OPINION:Last week's Budget ended the myth of Fianna Fáil as the party that cares, writes Enda Kenny
THIS IS a first. We've had tough budgets before. But this is the first full frontal attack on workers, on education, on healthcare and on older people.
Last week's Budget wrote an end to the myth of Fianna Fáil as the party that cares for the vulnerable and the elderly. It also wrote an end to the myth of Fianna Fáil as being financially competent. Having denied the problem until it became undeniable, they have now turned on the people who have contributed most to the success story that was Ireland in the good years in an indiscriminate brutal and botched Budget that taxes everything and everyone in sight.
No decent government would take away something given to older people as a reward for serving the State in difficult times. The promise that the Government would look after them was taken on trust by older people who are now offended, hurt and, worse - frightened. The fears of the elderly have been heightened by every broadcast by this Government. I know this because I visited a nursing home over the weekend. Every resident there believes they're going to lose their medical card. The loss of faith they're experiencing is devastating.
This Cabinet sat down around the table and collectively approved the medical card decision, knowing, as the Taoiseach acknowledges, that it would "cause a problem."
Every Minister has said that this is a Government decision and not for changing. But now it seems it will be tinkered with, but nobody knows what's going to change, when change will happen or to what extent this blunt instrument is to be refined.

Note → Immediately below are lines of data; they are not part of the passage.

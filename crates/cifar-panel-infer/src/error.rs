//! Error types for the inference driver.

use thiserror::Error;

use crate::model::ElementType;

/// Result type alias using our Error type.
pub type Result<T> = std::result::Result<T, Error>;

/// Errors reported by the inference driver.
///
/// The driver never decides whether an error is fatal; callers do.
#[derive(Error, Debug)]
pub enum Error {
    /// Model blob does not start with the container magic.
    #[error("Not a model container (bad magic {0:02X?})")]
    BadMagic([u8; 4]),

    /// Model blob ends before the header does.
    #[error("Model truncated: need {needed} bytes, got {actual}")]
    Truncated { needed: usize, actual: usize },

    /// Unknown element type tag in the header.
    #[error("Unknown element type tag: {0}")]
    UnknownElementType(u8),

    /// Model schema version differs from the runtime's.
    #[error("Model provided is schema version {found} not equal to supported version {supported}")]
    SchemaMismatch { found: u32, supported: u32 },

    /// Model input tensor has the wrong element type.
    #[error("Wrong input type: expected {expected}, model declares {found}")]
    InputType {
        expected: ElementType,
        found: ElementType,
    },

    /// Model output tensor has the wrong element type.
    #[error("Wrong output type: expected {expected}, model declares {found}")]
    OutputType {
        expected: ElementType,
        found: ElementType,
    },

    /// Model shape differs from what this network can run.
    #[error("Unsupported model shape: {0}")]
    UnsupportedShape(String),

    /// Model weights could not be decoded or encoded.
    #[error("Model record error: {0}")]
    Record(String),

    /// The tensor arena cannot hold the model.
    #[error("Arena too small: model needs {required} bytes, arena has {available}")]
    ArenaTooSmall { required: usize, available: usize },

    /// Tensor access before `allocate_tensors`.
    #[error("Tensors have not been allocated")]
    NotAllocated,

    /// Input buffer length does not match the input tensor.
    #[error("Input size mismatch: expected {expected} bytes, got {actual}")]
    InputSize { expected: usize, actual: usize },

    /// The runtime failed while executing the model.
    #[error("Invoke failed: {0}")]
    Invoke(String),
}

On this Wednesday the Dáil will vote on a Fine Gael motion which demands the Government reverse this decision. Not amend it or water it down or tweak it. Reverse it. That motion will provide a focus for the crisis of conscience being experienced by many Fianna Fáil, Green and Independent TDs in their local constituencies. We'll see on Wednesday whether they have the moral courage to stand up for their older constituents or not.
Aside from the callous crudity of the assault on older people holding medical cards, the days, weeks and months required to administer these complex means tests will be enormously costly. How will the HSE manage this process when it cannot even carry out its current responsibilities? Especially when Minister Harney couldn't begin to explain to Brian Dobson the complicated mathematics now to be applied to people the Government selected to receive a free gift from the State, but have now been found unworthy of the gift.
Her confusion has been made worse by every subsequent intervention from the Taoiseach and his Ministers. One by one they contradicted each other and added to the confusion abut something they know is a serious mistake. Yesterday, and on Friday, the Taoiseach used his prime ministerial prerogative to take to the national airwaves to announce nothing.
Brian Cowen's presence without purpose on the airwaves is a classic Fianna Fáil tactic under pressure: filibustering, saying nothing in particular, but saying it repeatedly, they delay, analyse, deflect. All in the hope that if enough time passes, people will become weary of the fight for what is right. That cannot be allowed to happen.
Regardless of Joe Behan resigning over a botched, brutal and unworkable Budget, despite Independent deputies jumping ship and despite the spineless Greens allowing their backbenchers express concern on Friday after Ministers Gormley and Ryan gave a standing ovation on Tuesday; the problem will not go away and the people will not forgive.
From the moment all Government deputies stood to give this savage Budget a standing ovation, Fine Gael has been doing everything in our power to get this decision reversed. Because it represents an unforgivable breach of the public trust. The trust older people ought to be able to vest in the State in which they live.
And we have shown how it can be done. As I pointed out in the Dáil last week, if the Government allowed doctors to prescribe equally effective generic drugs rather than brand name drugs they could save the State between €100 and €150 million each year, just as many other European countries have done.
Though the decision to take away medical cards is the most obviously offensive element of this Budget, it is not the sole mistake that should be reversed. In fact, there is no plan to get the country out of this recession. No reward for innovation or good management: all suffer alike.
The Budget offered not a jot in relation to Public Service Reform. In fact, it perpetuated the worst of the present system: in education, cutbacks apply indiscriminately to all schools. In this Budget Fianna Fáil intends to increase class sizes. But some people were kept happy. Brian Lenihan found ways to please Tom Parlon and the Construction Industry Federation, thereafter devoting his energies to making war on the middle classes.
They're an easy target, that emerging, rapidly increasing group, who, having paid their bills, have nothing left in the bank at the end of the month, bar their overdraft. The mortgaged poor who work hard, pay their taxes, do their bit for their community.
Theirs was the generational dream: do well in school, get a degree, get a good job, buy a home, do better than their parents. But, now, for the first time in the history of our State, the Government has ensured they will have a lower standard of living than their parents. Not because of lack of brains, or diligence, or initiative. But because of the Government's hand in their back pocket, its larceny disguised, with cringe-making crassness, as "patriotism".
Failure of trust is a stab to the heart of a society. Dr Alan Greenspan, former chairman of the Fed, in a recent lecture at Georgetown University, argued that "trust is at the very core of our economy and our democracy". Reversal of this decision is the only move that could return even a tiny element of national trust in this Government.